§ About this exercise
Isolate every line in the records below with "types" in it.

(Saved data entries)
* * * * * * * * *

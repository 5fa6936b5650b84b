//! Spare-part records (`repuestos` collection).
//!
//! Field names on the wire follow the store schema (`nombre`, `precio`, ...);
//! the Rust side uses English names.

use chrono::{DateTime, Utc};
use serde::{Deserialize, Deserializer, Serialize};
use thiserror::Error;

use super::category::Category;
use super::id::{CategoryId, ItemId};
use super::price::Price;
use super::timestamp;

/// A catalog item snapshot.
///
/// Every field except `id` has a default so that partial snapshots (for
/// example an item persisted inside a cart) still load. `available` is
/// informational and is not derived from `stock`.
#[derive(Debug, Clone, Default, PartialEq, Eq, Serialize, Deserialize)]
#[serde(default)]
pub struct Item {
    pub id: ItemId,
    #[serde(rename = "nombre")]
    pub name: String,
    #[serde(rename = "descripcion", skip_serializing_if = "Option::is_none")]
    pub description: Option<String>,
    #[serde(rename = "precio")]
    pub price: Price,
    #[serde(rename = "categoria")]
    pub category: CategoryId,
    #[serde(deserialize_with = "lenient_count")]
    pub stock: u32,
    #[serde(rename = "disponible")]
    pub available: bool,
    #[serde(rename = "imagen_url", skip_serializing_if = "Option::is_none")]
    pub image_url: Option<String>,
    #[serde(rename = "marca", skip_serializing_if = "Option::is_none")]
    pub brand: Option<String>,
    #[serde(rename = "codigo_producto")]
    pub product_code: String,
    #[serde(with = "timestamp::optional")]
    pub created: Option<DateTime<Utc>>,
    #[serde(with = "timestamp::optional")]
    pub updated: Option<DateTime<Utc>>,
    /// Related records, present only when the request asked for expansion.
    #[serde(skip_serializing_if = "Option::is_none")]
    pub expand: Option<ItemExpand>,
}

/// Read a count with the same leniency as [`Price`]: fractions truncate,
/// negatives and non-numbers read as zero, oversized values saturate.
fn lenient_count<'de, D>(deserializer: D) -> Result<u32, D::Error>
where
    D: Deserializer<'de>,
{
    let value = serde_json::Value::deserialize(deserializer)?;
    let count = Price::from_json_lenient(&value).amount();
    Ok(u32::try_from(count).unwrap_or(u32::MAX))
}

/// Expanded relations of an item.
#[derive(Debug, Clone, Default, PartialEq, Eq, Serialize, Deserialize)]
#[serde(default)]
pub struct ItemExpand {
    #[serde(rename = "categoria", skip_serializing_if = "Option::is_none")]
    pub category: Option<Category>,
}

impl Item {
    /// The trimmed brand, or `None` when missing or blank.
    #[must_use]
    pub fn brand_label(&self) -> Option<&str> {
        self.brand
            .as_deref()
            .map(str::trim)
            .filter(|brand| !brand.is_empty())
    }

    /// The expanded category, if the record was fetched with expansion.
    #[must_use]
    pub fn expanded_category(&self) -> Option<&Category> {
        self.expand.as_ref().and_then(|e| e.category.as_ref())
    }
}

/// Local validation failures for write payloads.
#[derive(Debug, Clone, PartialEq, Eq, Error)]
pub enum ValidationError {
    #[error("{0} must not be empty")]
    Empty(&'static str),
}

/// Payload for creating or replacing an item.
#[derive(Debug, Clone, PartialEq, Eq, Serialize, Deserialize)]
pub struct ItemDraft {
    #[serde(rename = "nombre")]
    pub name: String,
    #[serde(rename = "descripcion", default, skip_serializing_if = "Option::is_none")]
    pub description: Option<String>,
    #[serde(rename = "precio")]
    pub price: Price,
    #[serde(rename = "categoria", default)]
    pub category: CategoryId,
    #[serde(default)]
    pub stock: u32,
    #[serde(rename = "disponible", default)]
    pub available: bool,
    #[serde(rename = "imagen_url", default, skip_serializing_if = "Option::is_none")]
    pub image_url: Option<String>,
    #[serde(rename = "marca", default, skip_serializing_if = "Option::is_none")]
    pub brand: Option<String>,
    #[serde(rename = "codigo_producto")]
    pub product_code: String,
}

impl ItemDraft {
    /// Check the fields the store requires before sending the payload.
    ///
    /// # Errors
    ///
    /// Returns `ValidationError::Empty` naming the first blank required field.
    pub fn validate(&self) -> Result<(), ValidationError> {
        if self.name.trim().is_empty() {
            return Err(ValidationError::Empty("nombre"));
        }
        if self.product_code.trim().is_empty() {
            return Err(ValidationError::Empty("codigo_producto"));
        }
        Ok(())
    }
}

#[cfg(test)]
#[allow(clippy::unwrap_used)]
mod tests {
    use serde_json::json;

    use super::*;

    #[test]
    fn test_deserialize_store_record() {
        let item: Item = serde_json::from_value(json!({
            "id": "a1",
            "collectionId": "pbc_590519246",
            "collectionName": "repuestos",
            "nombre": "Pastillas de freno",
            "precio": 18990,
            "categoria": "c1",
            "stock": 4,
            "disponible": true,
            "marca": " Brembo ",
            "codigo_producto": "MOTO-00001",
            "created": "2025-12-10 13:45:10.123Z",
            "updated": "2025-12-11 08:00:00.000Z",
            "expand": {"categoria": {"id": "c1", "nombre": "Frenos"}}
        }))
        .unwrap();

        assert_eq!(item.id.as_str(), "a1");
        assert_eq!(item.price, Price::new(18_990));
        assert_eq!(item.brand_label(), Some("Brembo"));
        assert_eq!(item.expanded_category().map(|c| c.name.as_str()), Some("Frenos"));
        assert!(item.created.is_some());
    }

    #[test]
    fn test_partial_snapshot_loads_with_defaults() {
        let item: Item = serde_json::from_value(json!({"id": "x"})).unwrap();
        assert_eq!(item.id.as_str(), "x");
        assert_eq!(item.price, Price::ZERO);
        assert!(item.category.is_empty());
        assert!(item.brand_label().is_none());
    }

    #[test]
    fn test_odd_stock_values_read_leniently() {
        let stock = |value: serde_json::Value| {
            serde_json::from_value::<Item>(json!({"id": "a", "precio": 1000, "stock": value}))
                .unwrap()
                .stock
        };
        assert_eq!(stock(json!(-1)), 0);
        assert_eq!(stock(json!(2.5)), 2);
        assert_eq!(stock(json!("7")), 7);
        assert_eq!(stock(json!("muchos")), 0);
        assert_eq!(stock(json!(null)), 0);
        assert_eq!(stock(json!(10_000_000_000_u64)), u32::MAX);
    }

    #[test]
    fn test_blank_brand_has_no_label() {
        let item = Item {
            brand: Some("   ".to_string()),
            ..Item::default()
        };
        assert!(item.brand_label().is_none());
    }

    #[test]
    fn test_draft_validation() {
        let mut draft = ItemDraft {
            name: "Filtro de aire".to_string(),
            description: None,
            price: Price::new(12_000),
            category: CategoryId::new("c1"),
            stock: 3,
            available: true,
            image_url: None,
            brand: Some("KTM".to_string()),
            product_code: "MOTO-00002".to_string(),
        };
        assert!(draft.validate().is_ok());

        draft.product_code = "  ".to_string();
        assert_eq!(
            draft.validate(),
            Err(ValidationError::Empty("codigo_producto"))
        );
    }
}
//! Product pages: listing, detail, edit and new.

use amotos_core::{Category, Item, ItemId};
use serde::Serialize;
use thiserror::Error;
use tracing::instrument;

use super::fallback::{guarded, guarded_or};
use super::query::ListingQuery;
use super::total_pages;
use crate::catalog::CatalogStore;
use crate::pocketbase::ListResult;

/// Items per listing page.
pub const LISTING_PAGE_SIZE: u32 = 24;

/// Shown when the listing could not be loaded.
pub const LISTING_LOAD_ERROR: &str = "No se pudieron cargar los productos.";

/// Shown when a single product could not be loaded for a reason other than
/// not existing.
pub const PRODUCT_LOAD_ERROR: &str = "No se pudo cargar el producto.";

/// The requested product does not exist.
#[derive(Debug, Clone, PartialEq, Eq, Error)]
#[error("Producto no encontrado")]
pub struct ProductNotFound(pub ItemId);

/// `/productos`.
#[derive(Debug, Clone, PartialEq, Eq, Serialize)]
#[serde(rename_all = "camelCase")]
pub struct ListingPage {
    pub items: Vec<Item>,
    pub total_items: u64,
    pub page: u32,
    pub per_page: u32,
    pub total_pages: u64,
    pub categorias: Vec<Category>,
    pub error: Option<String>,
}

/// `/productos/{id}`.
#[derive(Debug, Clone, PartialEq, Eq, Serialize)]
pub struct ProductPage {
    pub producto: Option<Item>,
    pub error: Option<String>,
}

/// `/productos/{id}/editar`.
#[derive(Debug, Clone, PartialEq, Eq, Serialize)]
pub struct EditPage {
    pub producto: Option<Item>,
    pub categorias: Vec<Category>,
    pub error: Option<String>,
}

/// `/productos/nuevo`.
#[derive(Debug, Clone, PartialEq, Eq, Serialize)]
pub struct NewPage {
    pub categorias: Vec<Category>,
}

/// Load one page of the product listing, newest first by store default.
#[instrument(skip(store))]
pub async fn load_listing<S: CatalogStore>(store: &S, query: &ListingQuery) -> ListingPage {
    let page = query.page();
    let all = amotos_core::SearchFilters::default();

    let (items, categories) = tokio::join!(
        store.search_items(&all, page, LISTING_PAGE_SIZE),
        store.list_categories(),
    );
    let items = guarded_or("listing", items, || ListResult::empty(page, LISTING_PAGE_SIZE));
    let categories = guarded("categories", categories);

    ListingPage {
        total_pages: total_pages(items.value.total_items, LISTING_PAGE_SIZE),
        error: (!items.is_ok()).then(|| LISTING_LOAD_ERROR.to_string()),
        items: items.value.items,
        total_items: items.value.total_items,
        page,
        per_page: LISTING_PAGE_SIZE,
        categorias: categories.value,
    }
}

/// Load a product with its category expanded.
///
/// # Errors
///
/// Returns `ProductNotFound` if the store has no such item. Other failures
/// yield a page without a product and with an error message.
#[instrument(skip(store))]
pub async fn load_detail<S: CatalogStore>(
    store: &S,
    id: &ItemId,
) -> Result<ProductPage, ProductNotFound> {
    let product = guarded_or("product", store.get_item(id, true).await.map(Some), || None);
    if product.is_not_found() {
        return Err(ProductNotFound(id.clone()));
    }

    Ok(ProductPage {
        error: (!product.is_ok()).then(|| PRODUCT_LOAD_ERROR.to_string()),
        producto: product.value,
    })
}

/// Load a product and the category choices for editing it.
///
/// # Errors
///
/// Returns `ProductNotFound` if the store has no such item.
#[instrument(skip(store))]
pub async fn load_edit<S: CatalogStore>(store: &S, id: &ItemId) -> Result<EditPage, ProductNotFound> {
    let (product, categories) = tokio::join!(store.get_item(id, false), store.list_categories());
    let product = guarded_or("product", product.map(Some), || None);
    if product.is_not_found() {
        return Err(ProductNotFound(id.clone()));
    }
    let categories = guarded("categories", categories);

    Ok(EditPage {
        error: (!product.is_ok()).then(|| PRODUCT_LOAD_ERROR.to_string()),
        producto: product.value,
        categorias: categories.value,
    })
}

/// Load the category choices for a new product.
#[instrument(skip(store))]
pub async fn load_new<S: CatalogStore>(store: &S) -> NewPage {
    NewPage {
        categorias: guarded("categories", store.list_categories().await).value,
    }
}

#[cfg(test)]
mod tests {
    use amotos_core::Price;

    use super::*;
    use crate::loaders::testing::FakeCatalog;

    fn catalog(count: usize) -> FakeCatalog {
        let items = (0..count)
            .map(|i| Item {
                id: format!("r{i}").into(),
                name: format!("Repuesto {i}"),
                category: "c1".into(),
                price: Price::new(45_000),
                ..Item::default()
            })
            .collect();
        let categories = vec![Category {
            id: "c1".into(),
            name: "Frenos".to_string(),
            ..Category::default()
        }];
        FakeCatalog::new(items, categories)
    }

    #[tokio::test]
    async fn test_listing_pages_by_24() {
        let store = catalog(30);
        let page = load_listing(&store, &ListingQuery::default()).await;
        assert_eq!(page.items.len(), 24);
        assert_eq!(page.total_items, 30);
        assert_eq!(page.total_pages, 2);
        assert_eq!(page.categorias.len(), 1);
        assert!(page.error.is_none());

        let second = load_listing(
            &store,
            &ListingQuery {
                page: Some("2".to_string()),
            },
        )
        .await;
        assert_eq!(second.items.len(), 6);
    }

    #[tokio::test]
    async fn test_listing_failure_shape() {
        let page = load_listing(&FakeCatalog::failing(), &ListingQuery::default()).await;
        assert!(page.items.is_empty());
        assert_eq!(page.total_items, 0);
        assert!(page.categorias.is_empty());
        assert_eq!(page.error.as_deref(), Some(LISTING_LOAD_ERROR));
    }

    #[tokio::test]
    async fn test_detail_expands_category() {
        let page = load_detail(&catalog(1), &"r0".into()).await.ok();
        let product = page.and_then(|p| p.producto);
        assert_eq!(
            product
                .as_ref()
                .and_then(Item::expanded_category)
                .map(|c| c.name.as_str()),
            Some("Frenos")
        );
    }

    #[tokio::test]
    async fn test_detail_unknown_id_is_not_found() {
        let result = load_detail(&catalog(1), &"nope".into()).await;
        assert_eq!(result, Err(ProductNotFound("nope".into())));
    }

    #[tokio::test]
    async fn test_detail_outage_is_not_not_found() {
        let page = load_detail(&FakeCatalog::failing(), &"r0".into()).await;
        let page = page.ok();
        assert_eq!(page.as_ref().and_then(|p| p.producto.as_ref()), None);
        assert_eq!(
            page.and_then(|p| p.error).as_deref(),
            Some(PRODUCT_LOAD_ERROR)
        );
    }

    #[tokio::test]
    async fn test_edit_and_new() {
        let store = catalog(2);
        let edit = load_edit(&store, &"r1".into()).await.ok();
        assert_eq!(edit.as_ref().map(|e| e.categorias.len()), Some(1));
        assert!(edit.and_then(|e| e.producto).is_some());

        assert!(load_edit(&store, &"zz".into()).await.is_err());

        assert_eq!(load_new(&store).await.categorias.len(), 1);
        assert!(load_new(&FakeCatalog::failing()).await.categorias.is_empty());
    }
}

* * * * * * * * *

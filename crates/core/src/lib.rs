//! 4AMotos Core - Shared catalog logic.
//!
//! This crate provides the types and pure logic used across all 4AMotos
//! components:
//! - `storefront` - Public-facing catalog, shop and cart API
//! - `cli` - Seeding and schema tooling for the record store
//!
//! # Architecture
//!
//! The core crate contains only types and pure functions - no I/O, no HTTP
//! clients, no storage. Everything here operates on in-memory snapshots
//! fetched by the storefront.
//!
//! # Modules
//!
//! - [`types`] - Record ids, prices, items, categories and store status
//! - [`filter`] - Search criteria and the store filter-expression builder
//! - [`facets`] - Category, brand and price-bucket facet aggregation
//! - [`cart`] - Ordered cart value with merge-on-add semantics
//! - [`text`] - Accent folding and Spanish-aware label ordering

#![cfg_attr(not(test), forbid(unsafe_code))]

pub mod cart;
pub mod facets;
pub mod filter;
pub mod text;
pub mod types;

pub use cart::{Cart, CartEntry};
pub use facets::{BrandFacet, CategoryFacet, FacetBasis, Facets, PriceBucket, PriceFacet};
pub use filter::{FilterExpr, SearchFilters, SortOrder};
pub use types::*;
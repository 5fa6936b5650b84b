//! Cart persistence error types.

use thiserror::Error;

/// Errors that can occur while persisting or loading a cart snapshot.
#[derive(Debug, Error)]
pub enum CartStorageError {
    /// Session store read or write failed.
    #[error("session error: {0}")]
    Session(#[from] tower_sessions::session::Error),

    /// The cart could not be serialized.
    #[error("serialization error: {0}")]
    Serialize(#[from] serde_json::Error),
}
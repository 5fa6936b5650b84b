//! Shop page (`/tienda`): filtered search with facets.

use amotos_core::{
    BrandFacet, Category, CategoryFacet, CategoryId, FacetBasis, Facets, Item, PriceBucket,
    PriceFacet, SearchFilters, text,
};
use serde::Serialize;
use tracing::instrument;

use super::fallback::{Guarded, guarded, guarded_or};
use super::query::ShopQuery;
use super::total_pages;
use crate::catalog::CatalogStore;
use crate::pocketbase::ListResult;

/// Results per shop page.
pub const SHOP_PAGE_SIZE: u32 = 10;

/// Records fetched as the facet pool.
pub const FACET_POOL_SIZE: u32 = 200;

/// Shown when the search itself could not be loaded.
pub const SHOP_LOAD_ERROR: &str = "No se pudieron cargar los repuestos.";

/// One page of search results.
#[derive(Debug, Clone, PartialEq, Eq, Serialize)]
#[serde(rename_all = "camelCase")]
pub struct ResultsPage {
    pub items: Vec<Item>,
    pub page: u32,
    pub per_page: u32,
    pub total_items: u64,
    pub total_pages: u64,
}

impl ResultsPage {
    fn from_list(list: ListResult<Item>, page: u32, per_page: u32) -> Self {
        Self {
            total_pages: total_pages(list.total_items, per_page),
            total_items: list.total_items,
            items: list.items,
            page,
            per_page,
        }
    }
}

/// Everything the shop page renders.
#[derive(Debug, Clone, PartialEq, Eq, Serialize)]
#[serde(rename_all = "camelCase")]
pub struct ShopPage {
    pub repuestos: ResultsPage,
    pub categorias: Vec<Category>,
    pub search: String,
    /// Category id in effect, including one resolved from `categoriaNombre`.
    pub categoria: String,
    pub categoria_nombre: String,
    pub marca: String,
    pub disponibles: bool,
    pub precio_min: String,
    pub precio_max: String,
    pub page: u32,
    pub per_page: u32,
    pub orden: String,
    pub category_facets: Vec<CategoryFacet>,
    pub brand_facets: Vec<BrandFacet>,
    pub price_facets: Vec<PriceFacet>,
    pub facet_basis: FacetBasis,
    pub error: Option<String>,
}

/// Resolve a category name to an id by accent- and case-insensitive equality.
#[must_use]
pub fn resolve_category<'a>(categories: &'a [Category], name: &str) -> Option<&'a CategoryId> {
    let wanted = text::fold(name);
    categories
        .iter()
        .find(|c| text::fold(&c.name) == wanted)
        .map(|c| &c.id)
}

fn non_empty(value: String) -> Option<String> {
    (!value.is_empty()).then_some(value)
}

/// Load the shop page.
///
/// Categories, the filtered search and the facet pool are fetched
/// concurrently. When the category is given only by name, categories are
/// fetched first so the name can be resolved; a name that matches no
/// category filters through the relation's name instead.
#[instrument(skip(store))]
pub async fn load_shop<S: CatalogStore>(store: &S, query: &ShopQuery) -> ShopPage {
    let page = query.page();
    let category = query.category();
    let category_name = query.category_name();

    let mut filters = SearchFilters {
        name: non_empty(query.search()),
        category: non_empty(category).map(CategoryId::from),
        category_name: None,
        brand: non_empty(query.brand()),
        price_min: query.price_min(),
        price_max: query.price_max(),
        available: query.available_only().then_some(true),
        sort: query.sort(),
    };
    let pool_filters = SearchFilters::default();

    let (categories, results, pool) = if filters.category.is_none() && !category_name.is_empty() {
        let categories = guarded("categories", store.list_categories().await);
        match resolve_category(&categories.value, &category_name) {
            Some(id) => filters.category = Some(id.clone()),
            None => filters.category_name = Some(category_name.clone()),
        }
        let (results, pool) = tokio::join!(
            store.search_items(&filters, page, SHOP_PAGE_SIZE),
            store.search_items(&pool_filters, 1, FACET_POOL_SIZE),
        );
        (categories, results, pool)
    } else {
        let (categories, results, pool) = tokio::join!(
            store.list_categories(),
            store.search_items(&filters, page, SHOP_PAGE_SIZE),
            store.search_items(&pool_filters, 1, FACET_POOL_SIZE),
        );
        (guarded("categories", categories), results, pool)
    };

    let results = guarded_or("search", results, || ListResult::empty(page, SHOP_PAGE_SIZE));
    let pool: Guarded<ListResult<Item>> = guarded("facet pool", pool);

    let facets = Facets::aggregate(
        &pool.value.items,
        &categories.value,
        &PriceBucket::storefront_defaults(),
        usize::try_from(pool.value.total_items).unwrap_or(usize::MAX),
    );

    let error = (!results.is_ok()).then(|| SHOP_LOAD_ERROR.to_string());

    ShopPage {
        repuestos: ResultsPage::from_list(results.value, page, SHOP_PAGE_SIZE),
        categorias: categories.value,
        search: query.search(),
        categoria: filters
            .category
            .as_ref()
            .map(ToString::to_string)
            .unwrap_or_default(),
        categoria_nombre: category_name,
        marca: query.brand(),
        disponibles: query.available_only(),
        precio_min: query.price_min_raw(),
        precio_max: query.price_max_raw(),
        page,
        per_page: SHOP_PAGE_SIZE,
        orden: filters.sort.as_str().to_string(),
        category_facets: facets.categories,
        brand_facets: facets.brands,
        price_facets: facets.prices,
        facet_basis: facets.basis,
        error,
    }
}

* * * * * * * * *

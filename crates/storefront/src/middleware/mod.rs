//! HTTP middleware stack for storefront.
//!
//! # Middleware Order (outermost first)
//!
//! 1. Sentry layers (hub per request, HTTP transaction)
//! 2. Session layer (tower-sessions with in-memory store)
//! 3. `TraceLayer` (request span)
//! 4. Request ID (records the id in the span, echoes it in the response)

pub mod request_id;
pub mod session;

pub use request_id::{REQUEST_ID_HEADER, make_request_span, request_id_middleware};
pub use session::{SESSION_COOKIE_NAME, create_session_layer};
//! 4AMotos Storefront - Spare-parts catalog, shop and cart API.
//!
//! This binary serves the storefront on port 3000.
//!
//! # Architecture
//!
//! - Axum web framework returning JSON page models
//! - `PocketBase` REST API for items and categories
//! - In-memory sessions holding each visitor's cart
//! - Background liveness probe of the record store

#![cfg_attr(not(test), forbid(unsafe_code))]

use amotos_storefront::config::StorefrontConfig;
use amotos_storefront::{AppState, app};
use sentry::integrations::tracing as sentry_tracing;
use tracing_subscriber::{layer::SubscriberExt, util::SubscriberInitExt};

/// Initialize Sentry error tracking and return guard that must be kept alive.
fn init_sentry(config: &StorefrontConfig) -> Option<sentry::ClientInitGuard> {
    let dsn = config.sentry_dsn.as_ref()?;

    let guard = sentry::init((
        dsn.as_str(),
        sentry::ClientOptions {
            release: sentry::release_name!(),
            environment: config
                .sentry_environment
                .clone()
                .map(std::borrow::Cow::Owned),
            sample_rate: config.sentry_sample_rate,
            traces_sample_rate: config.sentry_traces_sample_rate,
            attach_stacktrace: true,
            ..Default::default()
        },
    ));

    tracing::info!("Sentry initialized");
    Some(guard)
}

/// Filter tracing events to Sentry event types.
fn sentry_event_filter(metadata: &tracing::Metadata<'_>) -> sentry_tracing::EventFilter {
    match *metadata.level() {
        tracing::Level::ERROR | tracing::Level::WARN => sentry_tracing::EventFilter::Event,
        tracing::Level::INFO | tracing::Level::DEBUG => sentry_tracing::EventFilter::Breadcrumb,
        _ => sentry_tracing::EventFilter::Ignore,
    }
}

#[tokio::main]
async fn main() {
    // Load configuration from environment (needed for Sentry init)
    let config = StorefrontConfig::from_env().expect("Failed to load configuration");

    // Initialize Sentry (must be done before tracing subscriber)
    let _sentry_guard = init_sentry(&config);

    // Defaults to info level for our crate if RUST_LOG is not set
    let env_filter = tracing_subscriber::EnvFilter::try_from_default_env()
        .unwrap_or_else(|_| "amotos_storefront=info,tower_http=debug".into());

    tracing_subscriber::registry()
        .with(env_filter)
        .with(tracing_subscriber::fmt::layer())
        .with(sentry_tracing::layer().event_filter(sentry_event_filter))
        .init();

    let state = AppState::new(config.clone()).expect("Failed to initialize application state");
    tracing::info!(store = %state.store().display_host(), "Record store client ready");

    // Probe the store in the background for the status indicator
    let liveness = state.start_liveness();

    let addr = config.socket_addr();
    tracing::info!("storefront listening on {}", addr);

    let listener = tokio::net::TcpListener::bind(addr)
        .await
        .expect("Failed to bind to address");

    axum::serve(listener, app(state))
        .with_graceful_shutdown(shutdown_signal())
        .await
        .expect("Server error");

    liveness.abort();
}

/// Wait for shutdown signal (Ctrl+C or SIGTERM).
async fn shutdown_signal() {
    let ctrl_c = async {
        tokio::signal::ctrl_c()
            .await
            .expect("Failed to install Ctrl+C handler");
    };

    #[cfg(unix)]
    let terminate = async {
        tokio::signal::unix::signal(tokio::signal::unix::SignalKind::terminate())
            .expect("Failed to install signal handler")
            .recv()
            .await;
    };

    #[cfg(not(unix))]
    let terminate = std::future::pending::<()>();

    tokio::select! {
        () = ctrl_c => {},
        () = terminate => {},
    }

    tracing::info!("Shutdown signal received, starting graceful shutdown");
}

* * * * * * * * *

§ Result of this task
//! This crate provides the types and pure logic used across all 4AMotos
//! The core crate contains only types and pure functions - no I/O, no HTTP
//! - [`types`] - Record ids, prices, items, categories and store status
pub mod types;
pub use types::*;
//! Cart persistence error types.
/// Filter tracing events to Sentry event types.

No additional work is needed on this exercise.